At that lecture, a year ago, it was nice to see that the studies (and meta-studies, which combine data from multiple studies to look for patterns that might not be visible in the smaller populations) confirming the conclusions I had drawn ten years earlier. In fact, I am not certain how anybody approaching the subject with an academic mindset could have seen it any other way — but by no means does that mean that the numbers would bear that out.
With all this in the background, I was somewhat surprised to read this news story a few weeks ago (found via Mashable) declaring that this had been discovered by a survey by the Pew group — a “think tank” that conducts random phone surveys. First the Mashable headline does it for me: “MYTH BUSTED”, it declares in all caps.
Further, the introduction to the Pew Survey itself just gets my goat:
This Pew Internet Personal Networks and Community survey is the first ever that examines the role of the internet and cell phones in the way that people interact with those in their core social network.

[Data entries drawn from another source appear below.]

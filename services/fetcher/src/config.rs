use std::path::PathBuf;
use std::time::Duration;

use anyhow::{bail, Context, Result};
use links::{parse_rules, LinkPolicy};

const DEFAULT_USER_AGENT: &str = "Mozilla/5.0 (Windows NT 10.0; Win64; x64) AppleWebKit/537.36";
const MB: u64 = 1024 * 1024;
/// Upper bound for cache retention, well inside what `chrono::Duration` holds.
const MAX_RETENTION_DAYS: i64 = 36_500;

#[derive(Clone, Debug)]
pub struct AppConfig {
    pub bot_token: String,
    pub telegram_api_url: String,
    pub api_secret: String,
    pub bind_addr: String,
    pub database_path: PathBuf,
    pub cache_retention_days: i64,
    pub history_limit: usize,
    pub queue_capacity: usize,
    pub release_webhook_url: Option<String>,
    pub pipeline: PipelineConfig,
}

/// Knobs the job pipeline reads. Constructible without touching the
/// environment.
#[derive(Clone, Debug)]
pub struct PipelineConfig {
    pub download_dir: PathBuf,
    pub chunk_size: usize,
    pub max_file_size: u64,
    pub extractor_bin: PathBuf,
    pub ffprobe_bin: PathBuf,
    pub cookies_path: PathBuf,
    pub user_agent: String,
    pub progress_interval: Duration,
    pub backup_channel: Option<i64>,
    pub links: LinkPolicy,
    pub skip_cache_with_custom_filename: bool,
}

impl PipelineConfig {
    pub fn new(download_dir: impl Into<PathBuf>) -> Self {
        Self {
            download_dir: download_dir.into(),
            chunk_size: (5 * MB) as usize,
            max_file_size: 2048 * MB,
            extractor_bin: PathBuf::from("yt-dlp"),
            ffprobe_bin: PathBuf::from("ffprobe"),
            cookies_path: PathBuf::from("cookies.txt"),
            user_agent: DEFAULT_USER_AGENT.to_string(),
            progress_interval: Duration::from_secs(4),
            backup_channel: None,
            links: LinkPolicy::default(),
            skip_cache_with_custom_filename: true,
        }
    }
}

impl AppConfig {
    pub fn from_env() -> Result<Self> {
        let bot_token = get("BOT_TOKEN")?;
        let api_secret = get("API_SECRET")?;
        let telegram_api_url =
            std::env::var("TELEGRAM_API_URL").unwrap_or_else(|_| "https://api.telegram.org".to_string());
        let bind_addr = std::env::var("BIND_ADDR").unwrap_or_else(|_| "0.0.0.0:8000".to_string());
        let database_path = PathBuf::from(
            std::env::var("DATABASE_PATH").unwrap_or_else(|_| "/data/cache.db".to_string()),
        );

        let mut pipeline = PipelineConfig::new(
            std::env::var("DOWNLOAD_PATH").unwrap_or_else(|_| "/tmp/downloads".to_string()),
        );
        let chunk_size = megabytes("CHUNK_SIZE_MB", parse_or("CHUNK_SIZE_MB", 5u64)?.max(1))?;
        pipeline.chunk_size = usize::try_from(chunk_size).context("CHUNK_SIZE_MB does not fit in memory")?;
        pipeline.max_file_size = megabytes("MAX_FILE_SIZE_MB", parse_or("MAX_FILE_SIZE_MB", 2048u64)?)?;
        if let Ok(v) = std::env::var("EXTRACTOR_BIN") {
            pipeline.extractor_bin = PathBuf::from(v);
        }
        if let Ok(v) = std::env::var("FFPROBE_BIN") {
            pipeline.ffprobe_bin = PathBuf::from(v);
        }
        if let Ok(v) = std::env::var("COOKIES_PATH") {
            pipeline.cookies_path = PathBuf::from(v);
        }
        if let Ok(v) = std::env::var("USER_AGENT") {
            pipeline.user_agent = v;
        }
        pipeline.progress_interval = Duration::from_secs(parse_or("PROGRESS_INTERVAL_SECS", 4u64)?);
        pipeline.backup_channel = parse_opt::<i64>("BACKUP_CHANNEL_ID")?.filter(|id| *id != 0);
        if let Ok(v) = std::env::var("QUERY_PRESERVING_HOSTS") {
            pipeline.links = LinkPolicy::default().with_query_preserving(parse_rules(&v));
        }
        pipeline.skip_cache_with_custom_filename = std::env::var("SKIP_CACHE_WITH_CUSTOM_FILENAME")
            .ok()
            .map(|v| matches!(v.as_str(), "1" | "true" | "TRUE" | "yes" | "YES"))
            .unwrap_or(true);

        let history_limit = parse_or("HISTORY_LIMIT", 50usize)?;
        let cache_retention_days = parse_or("CACHE_RETENTION_DAYS", 30i64)?;
        let queue_capacity = parse_or("QUEUE_CAPACITY", 1024usize)?;
        let release_webhook_url = std::env::var("RELEASE_WEBHOOK_URL").ok().filter(|v| !v.is_empty());

        let cfg = Self {
            bot_token,
            telegram_api_url,
            api_secret,
            bind_addr,
            database_path,
            cache_retention_days,
            history_limit,
            queue_capacity,
            release_webhook_url,
            pipeline,
        };
        cfg.validate()?;
        Ok(cfg)
    }

    /// Fail fast, fail loud.
    pub fn validate(&self) -> Result<()> {
        if self.bot_token.trim().is_empty() {
            bail!("BOT_TOKEN must not be empty");
        }
        if self.api_secret.trim().is_empty() {
            bail!("API_SECRET must not be empty");
        }
        if !self.telegram_api_url.starts_with("http://") && !self.telegram_api_url.starts_with("https://") {
            bail!("TELEGRAM_API_URL must start with http:// or https://");
        }
        if self.cache_retention_days <= 0 || self.cache_retention_days > MAX_RETENTION_DAYS {
            bail!("CACHE_RETENTION_DAYS must be between 1 and {MAX_RETENTION_DAYS}");
        }
        if self.history_limit == 0 {
            bail!("HISTORY_LIMIT must be positive");
        }
        if self.queue_capacity == 0 {
            bail!("QUEUE_CAPACITY must be positive");
        }
        Ok(())
    }
}

fn megabytes(key: &str, value: u64) -> Result<u64> {
    value
        .checked_mul(MB)
        .with_context(|| format!("{key} is too large: {value}"))
}

fn get(key: &str) -> Result<String> {
    std::env::var(key).with_context(|| format!("Missing required env var: {key}"))
}

fn parse_opt<T>(key: &str) -> Result<Option<T>>
where
    T: std::str::FromStr,
    T::Err: std::fmt::Display,
{
    match std::env::var(key) {
        Ok(v) if !v.trim().is_empty() => v
            .trim()
            .parse::<T>()
            .map(Some)
            .map_err(|e| anyhow::anyhow!("{key} is not valid: {e}")),
        _ => Ok(None),
    }
}

fn parse_or<T>(key: &str, default: T) -> Result<T>
where
    T: std::str::FromStr,
    T::Err: std::fmt::Display,
{
    Ok(parse_opt(key)?.unwrap_or(default))
}
impl Orchestrator {
    pub fn new(
        cfg: PipelineConfig,
        cache: CacheStore,
        history: HistoryStore,
        chat: Arc<dyn ChatClient>,
        notifier: ReleaseNotifier,
        queue_capacity: usize,
    ) -> anyhow::Result<Arc<Self>> {
        let http = reqwest::Client::builder()
            .connect_timeout(CONNECT_TIMEOUT)
            .build()
            .context("Failed to build download client")?;
        let (queue_tx, queue_rx) = mpsc::channel(queue_capacity.max(1));
        let (events, _) = broadcast::channel(EVENT_BUFFER);
        let archive = Archive::new(chat, cfg.backup_channel, cfg.ffprobe_bin.clone());

        Ok(Arc::new(Self {
            cfg: Arc::new(cfg),
            cache,
            history,
            archive,
            http,
            registry: CancellationRegistry::new(),
            active: ActiveJobs::new(),
            jobs: RwLock::new(HashMap::new()),
            queue_tx,
            queue_rx: Mutex::new(Some(queue_rx)),
            queued: AtomicUsize::new(0),
            events,
            notifier,
        }))
    }

    pub fn config(&self) -> &PipelineConfig {
        &self.cfg
    }

    pub fn registry(&self) -> &CancellationRegistry {
        &self.registry
    }

    pub fn cache(&self) -> &CacheStore {
        &self.cache
    }

    pub fn subscribe(&self) -> broadcast::Receiver<JobEvent> {
        self.events.subscribe()
    }

    pub fn queue_len(&self) -> usize {
        self.queued.load(Ordering::SeqCst)
    }

    pub async fn active_count(&self) -> usize {
        self.active.len().await
    }

    pub async fn active_job(&self, requester_id: i64) -> Option<Uuid> {
        self.active.get(requester_id).await
    }

    pub async fn status(&self, job_id: Uuid) -> Option<JobStatus> {
        self.jobs.read().await.get(&job_id).cloned()
    }

    pub async fn status_for(&self, requester_id: i64) -> Option<JobStatus> {
        let job_id = self.active.get(requester_id).await?;
        self.status(job_id).await
    }

    /// The worker side of the queue. Handed out once.
    pub async fn take_queue(&self) -> Option<mpsc::Receiver<QueuedJob>> {
        self.queue_rx.lock().await.take()
    }

    /// Admit a job: claim the requester's slot, register its cancel handle,
    /// enqueue. Rejects instead of queueing behind an active job.
    pub async fn submit(&self, job: Job) -> Result<Admission, IntakeError> {
        let job_id = job.job_id;
        let requester_id = job.requester_id;

        self.active
            .try_claim(requester_id, job_id)
            .await
            .map_err(|active_job_id| IntakeError::AlreadyActive { active_job_id })?;

        let cancel = match self.registry.register(job_id).await {
            Ok(h) => h,
            Err(e) => {
                self.active.release(requester_id, job_id).await;
                return Err(e);
            }
        };

        self.jobs.write().await.insert(job_id, JobStatus::queued(&job, now_ts()));
        let queue_position = self.queued.fetch_add(1, Ordering::SeqCst) + 1;

        if let Err(e) = self.queue_tx.try_send(QueuedJob { job, cancel }) {
            self.queued.fetch_sub(1, Ordering::SeqCst);
            self.jobs.write().await.remove(&job_id);
            self.registry.release(job_id).await;
            self.active.release(requester_id, job_id).await;
            return Err(match e {
                mpsc::error::TrySendError::Full(_) => IntakeError::QueueFull,
                mpsc::error::TrySendError::Closed(_) => IntakeError::QueueClosed,
            });
        }

        info!(job_id=%job_id, requester_id, queue_position, "intake: job queued");
        let _ = self.events.send(JobEvent { job_id, requester_id, state: JobState::Queued });
        Ok(Admission { job_id, queue_position })
    }

    /// Cancel whatever the requester has in flight.
    pub async fn cancel_requester(&self, requester_id: i64) -> Option<CancelOutcome> {
        let job_id = self.active.get(requester_id).await?;
        let cancelled = self.registry.request_cancel(job_id).await;
        info!(job_id=%job_id, requester_id, cancelled, "intake: cancel requested");
        Some(CancelOutcome { job_id, cancelled })
    }

    fn workdir(&self, job_id: Uuid) -> PathBuf {
        self.cfg.download_dir.join(job_id.to_string())
    }

    /// Run one dequeued job to a terminal state. Releases every per-job
    /// resource whatever the outcome.
    pub async fn process(&self, queued: QueuedJob) -> JobState {
        self.queued.fetch_sub(1, Ordering::SeqCst);
        let QueuedJob { job, cancel } = queued;
        let workdir = self.workdir(job.job_id);
        info!(job_id=%job.job_id, requester_id=job.requester_id, "worker: starting job");

        let status_msg = if cancel.is_cancelled() {
            None
        } else {
            self.post_status(&job).await
        };

        let result = if cancel.is_cancelled() {
            Err(JobError::Cancelled)
        } else {
            self.pipeline(&job, &cancel, &workdir, status_msg).await
        };

        let state = match &result {
            Ok(()) => JobState::Completed,
            Err(e) => {
                match e {
                    JobError::Cancelled => info!(job_id=%job.job_id, "worker: job cancelled"),
                    other => warn!(job_id=%job.job_id, "worker: job failed: {other}"),
                }
                self.report(&job, status_msg, &text::failure(e)).await;
                e.terminal_state()
            }
        };

        self.finish(&job, state, &workdir).await;
        state
    }

    /// Terminal bookkeeping. Safe to call for a job whose task panicked.
    pub async fn finish(&self, job: &Job, state: JobState, workdir: &Path) {
        self.registry.release(job.job_id).await;
        self.active.release(job.requester_id, job.job_id).await;

        match tokio::fs::remove_dir_all(workdir).await {
            Ok(()) => debug!(job_id=%job.job_id, "worker: workdir removed"),
            Err(e) if e.kind() == std::io::ErrorKind::NotFound => {}
            Err(e) => warn!(job_id=%job.job_id, "worker: workdir cleanup failed: {e}"),
        }

        // Observers of the terminal event see the slot already free.
        self.transition(job, state).await;
        self.jobs.write().await.remove(&job.job_id);

        self.notifier.notify(&JobEvent { job_id: job.job_id, requester_id: job.requester_id, state });
        info!(job_id=%job.job_id, state=state.as_str(), "worker: job finished");
    }

    pub async fn finish_panicked(&self, job: &Job) {
        self.finish(job, JobState::Failed, &self.workdir(job.job_id)).await;
    }

    async fn pipeline(
        &self,
        job: &Job,
        cancel: &CancelHandle,
        workdir: &Path,
        status_msg: Option<i64>,
    ) -> Result<(), JobError> {
        let resolved = links::resolve(&job.raw_source, &self.cfg.links);
        let url = resolved.url.clone();
        let custom_filename = job.custom_filename.clone();
        let skip_cache = custom_filename.is_some() && self.cfg.skip_cache_with_custom_filename;
        debug!(job_id=%job.job_id, url=%url, kind=resolved.kind.as_str(), skip_cache, "worker: resolved");

        if !skip_cache {
            if let Some(entry) = self.lookup(&url).await {
                if self.deliver_cached(job, &entry, status_msg).await {
                    return Ok(());
                }
                // Stale reference: forget it and fetch fresh.
                if let Err(e) = self.cache.delete(&url).await {
                    warn!(job_id=%job.job_id, "cache: delete failed: {e}");
                }
            }
        }

        if cancel.is_cancelled() {
            return Err(JobError::Cancelled);
        }
        self.transition(job, JobState::Downloading).await;
        self.say(job, status_msg, &text::downloading(None)).await;
        tokio::fs::create_dir_all(workdir).await.map_err(JobError::Workspace)?;

        let (tx, rx) = mpsc::unbounded_channel();
        let progress = ProgressSink::new(tx, self.cfg.progress_interval);
        let req = DownloadRequest {
            url: url.clone(),
            kind: resolved.kind,
            host: resolved.host.clone(),
            workdir: workdir.to_path_buf(),
            custom_filename: custom_filename.clone(),
            declared: job.declared.clone(),
        };

        let fetch = download::run(
            Strategy::for_kind(resolved.kind),
            req,
            self.cfg.clone(),
            self.http.clone(),
            progress,
            cancel,
        );
        let (artifact, ()) = tokio::join!(fetch, self.forward_progress(job, status_msg, rx));
        let artifact = artifact?;

        if cancel.is_cancelled() {
            return Err(JobError::Cancelled);
        }
        self.transition(job, JobState::Uploading).await;
        self.say(job, status_msg, &text::uploading(&artifact.filename, artifact.size_bytes)).await;

        let reference = self.archive.archive(&artifact.path, artifact.media_kind).await;
        if let (Some(reference), false) = (&reference, skip_cache) {
            if let Err(e) = self
                .cache
                .insert_or_replace(&url, reference, artifact.media_kind, &artifact.filename, artifact.size_bytes)
                .await
            {
                warn!(job_id=%job.job_id, "cache: insert failed: {e}");
            }
        }

        if cancel.is_cancelled() {
            return Err(JobError::Cancelled);
        }
        self.transition(job, JobState::Delivering).await;

        let via_archive = match &reference {
            Some(r) => {
                self.archive
                    .deliver_from_archive(job.destination_id, r, job.reply_target)
                    .await
            }
            None => false,
        };
        if !via_archive {
            self.archive
                .deliver_fresh(job.destination_id, &artifact.path, job.reply_target, artifact.media_kind)
                .await?;
        }

        self.record_history(job, &url, &artifact.filename, artifact.size_bytes).await;
        self.say(job, status_msg, &text::delivered(&artifact.filename, artifact.size_bytes)).await;
        Ok(())
    }

    async fn lookup(&self, url: &str) -> Option<CacheEntry> {
        match self.cache.lookup(url).await {
            Ok(hit) => hit,
            Err(e) => {
                warn!(url=%url, "cache: lookup failed: {e}");
                None
            }
        }
    }

    async fn deliver_cached(&self, job: &Job, entry: &CacheEntry, status_msg: Option<i64>) -> bool {
        info!(job_id=%job.job_id, reference=%entry.archive_reference, "worker: cache hit");
        self.transition(job, JobState::Delivering).await;
        self.jobs.write().await.entry(job.job_id).and_modify(|s| s.from_cache = true);
        self.say(job, status_msg, &text::from_cache(&entry.filename, entry.size_bytes)).await;

        if !self
            .archive
            .deliver_from_archive(job.destination_id, &entry.archive_reference, job.reply_target)
            .await
        {
            warn!(job_id=%job.job_id, "worker: cached copy unusable, fetching fresh");
            return false;
        }

        self.record_history(job, &entry.source_url, &entry.filename, entry.size_bytes).await;
        self.say(job, status_msg, &text::delivered(&entry.filename, entry.size_bytes)).await;
        true
    }

    async fn forward_progress(&self, job: &Job, status_msg: Option<i64>, mut rx: mpsc::UnboundedReceiver<f32>) {
        while let Some(pct) = rx.recv().await {
            if let Some(s) = self.jobs.write().await.get_mut(&job.job_id) {
                s.progress = Some(pct);
                s.updated_at = now_ts();
            }
            self.say(job, status_msg, &text::downloading(Some(pct))).await;
        }
    }

    async fn record_history(&self, job: &Job, url: &str, filename: &str, size_bytes: u64) {
        let rec = NewHistoryRecord {
            requester_id: job.requester_id,
            source_url: url.to_string(),
            filename: filename.to_string(),
            size_bytes,
        };
        if let Err(e) = self.history.append(&rec).await {
            warn!(job_id=%job.job_id, "history: append failed: {e}");
        }
    }

    async fn transition(&self, job: &Job, to: JobState) {
        {
            let mut jobs = self.jobs.write().await;
            if let Some(s) = jobs.get_mut(&job.job_id) {
                if s.state == to {
                    return;
                }
                if !s.state.can_transition(to) {
                    error!(job_id=%job.job_id, from=s.state.as_str(), to=to.as_str(), "worker: illegal transition");
                }
                s.state = to;
                s.updated_at = now_ts();
            }
        }
        debug!(job_id=%job.job_id, state=to.as_str(), "worker: transition");
        let _ = self.events.send(JobEvent { job_id: job.job_id, requester_id: job.requester_id, state: to });
    }

    async fn post_status(&self, job: &Job) -> Option<i64> {
        match self
            .archive
            .chat()
            .send_message(job.destination_id, &text::processing(), job.reply_target)
            .await
        {
            Ok(id) => Some(id),
            Err(e) => {
                warn!(job_id=%job.job_id, "status: send failed: {e}");
                None
            }
        }
    }

    /// Edit the status message. Failures are logged only.
    async fn say(&self, job: &Job, status_msg: Option<i64>, text: &str) {
        let Some(message_id) = status_msg else { return };
        if let Err(e) = self.archive.chat().edit_message(job.destination_id, message_id, text).await {
            debug!(job_id=%job.job_id, "status: edit failed: {e}");
        }
    }

    /// Final error text: edit the status message, or post one if there is none.
    async fn report(&self, job: &Job, status_msg: Option<i64>, text: &str) {
        match status_msg {
            Some(_) => self.say(job, status_msg, text).await,
            None => {
                if let Err(e) = self
                    .archive
                    .chat()
                    .send_message(job.destination_id, text, job.reply_target)
                    .await
                {
                    warn!(job_id=%job.job_id, "status: send failed: {e}");
                }
            }
        }
    }
}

Our key findings challenge previous research and commonplace fears about the harmful social impact of new technology
This is blatantly false. The research has been saying the same thing since I first started reading it a decade ago. Academics have been performing surveys and studies on the subject for years, and have already drawn the same conclusions.
The Pew survey breaks no new ground. As a “think tank” and common go-to source for reporters, they clearly generate more buzz than the people who have been slogging this out for the last fifteen years to determine the real impact that these relatively new technologies have on our social interactions.
And it pisses me off to no end to see them open with such blatant intellectual dishonesty (or ignorance) by claiming that their findings fly in the face of previous research. Nobody needs an intellectually dishonest think tank, Pew. Nobody.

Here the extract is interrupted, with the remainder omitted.